▶ **RECORDS FOR PROCESSING**
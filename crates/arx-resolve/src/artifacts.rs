//! Leaf units handed out during the first visiting phase

use crate::queue::OperationQueue;
use crate::set::FileArtifactSet;
use crate::transform::TransformedArtifact;
use crate::visitor::ArtifactVisitor;
use arx_artifact::ResolveError;
use std::sync::Arc;

/// Two-phase handle for one leaf of a resolved artifact set
///
/// [`start_finalization`](Self::start_finalization) only enqueues work;
/// [`visit`](Self::visit) delivers the artifacts once that work completed.
#[derive(Debug, Clone)]
pub enum Artifacts {
    /// File-backed artifacts of one variant
    Files(Arc<FileArtifactSet>),

    /// Outputs of a transform chain applied to one source artifact
    Transformed(Arc<TransformedArtifact>),

    /// Captured failure, replayed on every visit
    Broken(ResolveError),
}

impl Artifacts {
    /// Enqueue the work needed before delivery
    ///
    /// Nothing is enqueued unless `requires_files`. Returns whether an
    /// operation was added to the queue.
    pub fn start_finalization(&self, queue: &dyn OperationQueue, requires_files: bool) -> bool {
        if !requires_files {
            return false;
        }
        match self {
            Self::Files(files) => {
                let mut scheduled = false;
                for artifact in files.artifacts() {
                    let ready = artifact.file_source().is_finalized();
                    if artifact.is_resolve_synchronously() || ready {
                        continue;
                    }
                    let artifact = artifact.clone();
                    queue.add(Box::new(move || artifact.file_source().finalize_if_not_already()));
                    scheduled = true;
                }
                scheduled
            }
            Self::Transformed(transformed) => {
                if transformed.is_finalized() {
                    return false;
                }
                let transformed = Arc::clone(transformed);
                queue.add(Box::new(move || transformed.finalize()));
                true
            }
            Self::Broken(_) => false,
        }
    }

    /// Deliver the artifacts, or the failure, to `visitor`
    pub fn visit(&self, visitor: &mut dyn ArtifactVisitor) {
        match self {
            Self::Files(files) => files.deliver(visitor),
            Self::Transformed(transformed) => transformed.deliver(visitor),
            Self::Broken(failure) => visitor.visit_failure(failure),
        }
    }

    /// Failure carried by a broken unit
    #[inline]
    #[must_use]
    pub fn failure(&self) -> Option<&ResolveError> {
        match self {
            Self::Broken(failure) => Some(failure),
            _ => None,
        }
    }
}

▶ **AIM OF THE TASK**
Every line of the listing is to be transcribed exactly.

▶ **FINISHED EXERCISE**
filename crates/arx-resolve/src/artifacts.rs
//! Leaf units handed out during the first visiting phase

use crate::queue::OperationQueue;
use crate::set::FileArtifactSet;
use crate::transform::TransformedArtifact;
use crate::visitor::ArtifactVisitor;
use arx_artifact::ResolveError;
use std::sync::Arc;

/// Two-phase handle for one leaf of a resolved artifact set
///
/// [`start_finalization`](Self::start_finalization) only enqueues work;
/// [`visit`](Self::visit) delivers the artifacts once that work completed.
#[derive(Debug, Clone)]
pub enum Artifacts {
    /// File-backed artifacts of one variant
    Files(Arc<FileArtifactSet>),

    /// Outputs of a transform chain applied to one source artifact
    Transformed(Arc<TransformedArtifact>),

    /// Captured failure, replayed on every visit
    Broken(ResolveError),
}

impl Artifacts {
    /// Enqueue the work needed before delivery
    ///
    /// Nothing is enqueued unless `requires_files`. Returns whether an
    /// operation was added to the queue.
    pub fn start_finalization(&self, queue: &dyn OperationQueue, requires_files: bool) -> bool {
        if !requires_files {
            return false;
        }
        match self {
            Self::Files(files) => {
                let mut scheduled = false;
                for artifact in files.artifacts() {
                    let ready = artifact.file_source().is_finalized();
                    if artifact.is_resolve_synchronously() || ready {
                        continue;
                    }
                    let artifact = artifact.clone();
                    queue.add(Box::new(move || artifact.file_source().finalize_if_not_already()));
                    scheduled = true;
                }
                scheduled
            }
            Self::Transformed(transformed) => {
                if transformed.is_finalized() {
                    return false;
                }
                let transformed = Arc::clone(transformed);
                queue.add(Box::new(move || transformed.finalize()));
                true
            }
            Self::Broken(_) => false,
        }
    }

    /// Deliver the artifacts, or the failure, to `visitor`
    pub fn visit(&self, visitor: &mut dyn ArtifactVisitor) {
        match self {
            Self::Files(files) => files.deliver(visitor),
            Self::Transformed(transformed) => transformed.deliver(visitor),
            Self::Broken(failure) => visitor.visit_failure(failure),
        }
    }

    /// Failure carried by a broken unit
    #[inline]
    #[must_use]
    pub fn failure(&self) -> Option<&ResolveError> {
        match self {
            Self::Broken(failure) => Some(failure),
            _ => None,
        }
    }
}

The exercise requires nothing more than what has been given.